**Activity:** Below are the records; collect from them each line containing the string "submit".

**Dataset extract:**
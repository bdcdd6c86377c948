// Wizard session - owns one state machine and its single pending verification

use serde::Serialize;
use std::sync::{Arc, Mutex, MutexGuard, PoisonError, Weak};
use std::time::Duration;
use tokio::runtime::Handle;
use tokio::task::JoinHandle;
use tracing::Instrument;

use super::definition::{WizardDefinition, WizardVariant};
use super::input;
use super::providers::RandomOutcome;
use super::state_machine::{WizardEffect, WizardMachine};
use super::traits::{
    Navigator, Notifier, TracingNavigator, TracingNotifier, VerificationOutcomeProvider, VerificationRequest,
};
use super::types::{
    FieldError, FieldValue, Fields, Notification, NotificationLevel, Prefill, TransitionResult, VerificationOutcome,
    WizardError, WizardStep,
};
use crate::telemetry::{create_wizard_span, generate_correlation_id};

/// Host-side collaborators of a session
#[derive(Clone)]
pub struct Collaborators {
    pub navigator: Arc<dyn Navigator>,
    pub notifier: Arc<dyn Notifier>,
    pub outcomes: Arc<dyn VerificationOutcomeProvider>,
}

impl Collaborators {
    /// Log-only collaborators with the definition's random outcome
    pub fn simulated(definition: &WizardDefinition) -> Self {
        let probability = definition
            .verification
            .as_ref()
            .map_or(1.0, |policy| policy.success_probability);
        Self {
            navigator: Arc::new(TracingNavigator),
            notifier: Arc::new(TracingNotifier),
            outcomes: Arc::new(RandomOutcome::new(probability)),
        }
    }
}

/// Serializable view of a session
#[derive(Debug, Clone, PartialEq, Serialize)]
pub struct WizardSnapshot {
    pub session_id: String,
    pub variant: WizardVariant,
    pub transaction_id: String,
    pub step: WizardStep,
    pub step_id: &'static str,
    pub step_label: &'static str,
    pub progress: u8,
    pub fields: Fields,
    pub pending: bool,
    pub mismatch_report_open: bool,
    pub closed: bool,
}

/// State shared between a session and its verification timer
struct SessionCore {
    machine: WizardMachine,
    closed: bool,
}

/// Work an effect asks of the session itself rather than a collaborator
enum Followup {
    Schedule(Duration),
    Release,
}

impl SessionCore {
    fn apply(
        &mut self,
        collaborators: &Collaborators,
        event: impl FnOnce(&mut WizardMachine) -> TransitionResult,
    ) -> (TransitionResult, Vec<Followup>) {
        if self.closed {
            return (TransitionResult::Unchanged { step: self.machine.step() }, Vec::new());
        }
        let result = event(&mut self.machine);
        let mut followups = Vec::new();
        for effect in self.machine.drain_effects() {
            match effect {
                WizardEffect::Notify(notification) => collaborators.notifier.notify(&notification),
                WizardEffect::Navigate(route) => collaborators.navigator.navigate(&route),
                WizardEffect::ScheduleVerification { delay } => followups.push(Followup::Schedule(delay)),
                WizardEffect::Close => {
                    self.closed = true;
                    followups.push(Followup::Release);
                }
            }
        }
        (result, followups)
    }
}

fn lock(core: &Mutex<SessionCore>) -> MutexGuard<'_, SessionCore> {
    core.lock().unwrap_or_else(PoisonError::into_inner)
}

pub struct WizardSession {
    id: String,
    definition: Arc<WizardDefinition>,
    core: Arc<Mutex<SessionCore>>,
    collaborators: Collaborators,
    runtime: Handle,
    pending: Option<JoinHandle<Option<TransitionResult>>>,
    mismatch_report_open: bool,
    span: tracing::Span,
}

impl WizardSession {
    /// Create a session on the current Tokio runtime.
    pub fn new(
        definition: WizardDefinition,
        transaction_id: impl Into<String>,
        prefill: &Prefill,
        collaborators: Collaborators,
    ) -> Result<Self, WizardError> {
        let runtime = Handle::try_current().map_err(|_| WizardError::NoRuntime)?;
        let transaction_id = transaction_id.into();
        let id = generate_correlation_id();
        let span = create_wizard_span(&id, definition.variant.as_str(), &transaction_id);
        let definition = Arc::new(definition);
        let machine = WizardMachine::with_prefill(Arc::clone(&definition), transaction_id, prefill)?;

        span.in_scope(|| {
            tracing::info!(
                prefilled = prefill.len(),
                steps = definition.steps.len(),
                "Wizard session started"
            )
        });

        Ok(Self {
            id,
            definition,
            core: Arc::new(Mutex::new(SessionCore { machine, closed: false })),
            collaborators,
            runtime,
            pending: None,
            mismatch_report_open: false,
            span,
        })
    }

    pub fn id(&self) -> &str {
        &self.id
    }

    pub fn definition(&self) -> &WizardDefinition {
        &self.definition
    }

    pub fn step(&self) -> WizardStep {
        lock(&self.core).machine.step()
    }

    /// Current field values; a copy, since the timer may resolve concurrently.
    pub fn fields(&self) -> Fields {
        lock(&self.core).machine.fields().clone()
    }

    pub fn is_pending(&self) -> bool {
        lock(&self.core).machine.is_pending()
    }

    pub fn is_closed(&self) -> bool {
        lock(&self.core).closed
    }

    pub fn has_pending_task(&self) -> bool {
        self.pending.is_some()
    }

    pub fn mismatch_report_open(&self) -> bool {
        self.mismatch_report_open
    }

    /// Normalize raw text the way the input layer does, then update the field.
    pub fn type_into(&mut self, key: &str, raw: &str) -> Result<(), FieldError> {
        let spec = self
            .definition
            .field(key)
            .ok_or_else(|| FieldError::UnknownField { key: key.to_string() })?;
        let value = input::normalize(raw, spec.normalization, spec.max_len);
        self.update_field(key, FieldValue::Text(value))
    }

    pub fn set_flag(&mut self, key: &str, flag: bool) -> Result<(), FieldError> {
        self.update_field(key, FieldValue::Flag(flag))
    }

    pub fn update_field(&mut self, key: &str, value: FieldValue) -> Result<(), FieldError> {
        let result = {
            let mut core = lock(&self.core);
            if core.closed {
                Err(FieldError::NotEditable {
                    key: key.to_string(),
                    step: core.machine.step(),
                })
            } else {
                core.machine.update_field(key, value)
            }
        };
        if let Err(e) = &result {
            let _guard = self.span.enter();
            tracing::debug!(key, error = %e, "Field update ignored");
        }
        result
    }

    pub fn submit(&mut self) -> TransitionResult {
        self.apply(|machine| machine.submit())
    }

    pub fn back(&mut self) -> TransitionResult {
        self.apply(|machine| machine.back())
    }

    pub fn retry(&mut self) -> TransitionResult {
        self.apply(|machine| machine.retry())
    }

    /// Leave the wizard from any step; releases the pending verification.
    pub fn exit(&mut self) -> TransitionResult {
        self.apply(|machine| machine.exit())
    }

    /// Wait until the in-flight verification has resolved the wizard.
    ///
    /// The timer applies the outcome on its own; this only reports it.
    pub async fn wait_for_verification(&mut self) -> Option<TransitionResult> {
        let handle = self.pending.take()?;
        match handle.await {
            Ok(result) => result,
            Err(e) if e.is_cancelled() => None,
            Err(e) => {
                {
                    let _guard = self.span.enter();
                    tracing::warn!(error = %e, "Verification task failed, treating as rejected");
                }
                if !self.is_pending() {
                    return None;
                }
                Some(self.apply(|machine| machine.resolve(VerificationOutcome::Rejected)))
            }
        }
    }

    /// Report the resolution if the delay has already elapsed.
    pub async fn poll_verification(&mut self) -> Option<TransitionResult> {
        if !self.pending.as_ref()?.is_finished() {
            return None;
        }
        self.wait_for_verification().await
    }

    /// Company wizard only: show or hide the "details don't match" panel.
    pub fn toggle_mismatch_report(&mut self) -> Result<bool, WizardError> {
        if !self.definition.allows_mismatch_report {
            return Err(WizardError::MismatchReportUnavailable(self.definition.variant.to_string()));
        }
        self.mismatch_report_open = !self.mismatch_report_open;
        if self.mismatch_report_open {
            self.collaborators.notifier.notify(&Notification {
                title: "Report a Mismatch".to_string(),
                description: "Contact support if your prefilled details are incorrect".to_string(),
                level: NotificationLevel::Info,
            });
        }
        Ok(self.mismatch_report_open)
    }

    pub fn snapshot(&self) -> WizardSnapshot {
        let core = lock(&self.core);
        let step = core.machine.step();
        WizardSnapshot {
            session_id: self.id.clone(),
            variant: self.definition.variant,
            transaction_id: core.machine.transaction_id().to_string(),
            step,
            step_id: self.definition.step_id(step),
            step_label: self.definition.step_label(step),
            progress: self.definition.progress(step),
            fields: core.machine.fields().clone(),
            pending: core.machine.is_pending(),
            mismatch_report_open: self.mismatch_report_open,
            closed: core.closed,
        }
    }

    fn apply(&mut self, event: impl FnOnce(&mut WizardMachine) -> TransitionResult) -> TransitionResult {
        let (result, followups) = {
            let _guard = self.span.enter();
            lock(&self.core).apply(&self.collaborators, event)
        };
        for followup in followups {
            match followup {
                Followup::Schedule(delay) => self.schedule(delay),
                Followup::Release => self.release_pending(),
            }
        }
        result
    }

    /// Spawn the one-shot timer that draws the outcome and resolves the wizard.
    fn schedule(&mut self, delay: Duration) {
        let request = {
            let core = lock(&self.core);
            VerificationRequest {
                session_id: self.id.clone(),
                variant: self.definition.variant,
                transaction_id: core.machine.transaction_id().to_string(),
                fields: core.machine.fields().clone(),
            }
        };
        let core: Weak<Mutex<SessionCore>> = Arc::downgrade(&self.core);
        let collaborators = self.collaborators.clone();
        let task = async move {
            tokio::time::sleep(delay).await;
            let outcome = collaborators.outcomes.verify(&request).await;

            // The session is gone; nobody left to resolve.
            let core = core.upgrade()?;
            let mut core = lock(&core);
            if !core.machine.is_pending() {
                return None;
            }
            // Resolution only notifies and navigates, so no followups remain.
            let (result, _) = core.apply(&collaborators, |machine| machine.resolve(outcome));
            Some(result)
        };
        if let Some(previous) = self.pending.replace(self.runtime.spawn(task.instrument(self.span.clone()))) {
            previous.abort();
        }
    }

    fn release_pending(&mut self) {
        if let Some(handle) = self.pending.take() {
            handle.abort();
            let _guard = self.span.enter();
            tracing::info!("Pending verification cancelled");
        }
    }
}

impl Drop for WizardSession {
    fn drop(&mut self) {
        self.release_pending();
    }
}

**Result of this task:**
    pub fn submit(&mut self) -> TransitionResult {
        self.apply(|machine| machine.submit())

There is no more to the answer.